Vielerorts sind Produktionen ohne Mikrofon-, Monitor- und Kamerafunk gar nicht mehr vorstellbar. Das Reservoir nutzbarer Frequenzen wächst aber nicht mit und wird letztlich immer knapper. Die Initiative »SOS – Save Our Spectrum« stellt schon die ketzerische Frage: »Wird der ESC 2020 der letzte in Europa sein?«
Die Bundesregierung hatte den Nutzern wie den Herstellern der »Funken« für Ton- und Bildsignale bislang versprochen, das Frequenzband bis 2030 zu schützen. Der Umgang der Groko-Fraktionen im Bundestag lässt jedoch vermuten, dass hinter den Kulissen längst andere Entscheidungen gefallen sein könnten.

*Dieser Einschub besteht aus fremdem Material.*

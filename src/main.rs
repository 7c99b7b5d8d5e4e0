use std::path::PathBuf;
use std::sync::Arc;

use anyhow::Result;
use clap::{Parser, Subcommand, ValueEnum};
use tracing_subscriber::EnvFilter;

use autobackup::app_state::JsonFileAppState;
use autobackup::backup::BackupStore;
use autobackup::cli::{handle_backup_command, BackupCommands};
use autobackup::config::{BackupDocument, BackupPaths};
use autobackup::storage::{select_backend, HostEnvironment};

#[derive(Parser)]
#[command(
    name = "autobackup",
    version,
    about = "Automatic rolling backups of application state",
    long_about = "autobackup periodically snapshots the application state when it has \
                  changed, keeps a bounded history of backups on disk or in a key-value \
                  store, and restores or exports any retained backup."
)]
struct Cli {
    /// Data directory for settings and the key-value store
    #[arg(long, global = true, env = "AUTOBACKUP_DATA_DIR")]
    data_dir: Option<PathBuf>,

    /// Storage backend to use
    #[arg(long, global = true, value_enum, default_value_t = BackendChoice::Auto)]
    backend: BackendChoice,

    /// Application state file to back up and restore into
    #[arg(long, global = true)]
    state: Option<PathBuf>,

    #[command(subcommand)]
    command: Option<Commands>,
}

#[derive(Clone, Copy, ValueEnum)]
enum BackendChoice {
    /// Files when a filesystem is available
    Auto,
    /// One JSON file per backup
    File,
    /// A single key-value store file
    Kv,
}

#[derive(Subcommand)]
enum Commands {
    #[command(flatten)]
    Backup(BackupCommands),

    /// Show data paths
    Paths,
}

#[tokio::main]
async fn main() -> Result<()> {
    tracing_subscriber::fmt()
        .with_writer(std::io::stderr)
        .with_env_filter(
            EnvFilter::try_from_default_env().unwrap_or_else(|_| EnvFilter::new("autobackup=info")),
        )
        .init();

    let cli = Cli::parse();

    // Initialize paths and settings
    let paths = match cli.data_dir {
        Some(dir) => BackupPaths::with_base_dir(dir),
        None => BackupPaths::new()?,
    };
    paths.ensure_directories()?;
    let document = BackupDocument::load_or_create(&paths.settings_file())?;

    let host = match cli.backend {
        BackendChoice::Auto => HostEnvironment::detect(),
        BackendChoice::File => HostEnvironment { native_fs: true },
        BackendChoice::Kv => HostEnvironment { native_fs: false },
    };
    let backend = select_backend(host, &document.config, &paths);

    let state_file = cli.state.unwrap_or_else(|| paths.app_state_file());
    let app = Arc::new(JsonFileAppState::new(state_file.clone()));

    let store = Arc::new(
        BackupStore::new(backend, app.clone(), app, document)
            .with_persistence(paths.settings_file()),
    );

    match cli.command {
        Some(Commands::Backup(cmd)) => {
            handle_backup_command(&store, cmd).await?;
        }
        Some(Commands::Paths) => {
            println!("autobackup Paths");
            println!("================");
            println!("Data directory:   {}", paths.base_dir().display());
            println!("Settings file:    {}", paths.settings_file().display());
            println!("Application state: {}", state_file.display());
            println!("Backup storage:   {}", store.backend().location());
        }
        None => {
            println!("autobackup - automatic rolling backups");
            println!();
            println!("Run 'autobackup --help' for usage information.");
            println!("Run 'autobackup run' to start the scheduler.");
        }
    }

    Ok(())
}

Ein sinnvoller Antrag — daher abzulehnen
Ende September 2019 wurde der FDP-Antrag in vier Ausschüssen des Bundestages diskutiert. Den Zusammenfassungen der Fraktionsstatements im Bericht des federführenden Ausschusses für Verkehr und digitale Infrastruktur an das Plenum sind die Positionen der Parteien zu entnehmen.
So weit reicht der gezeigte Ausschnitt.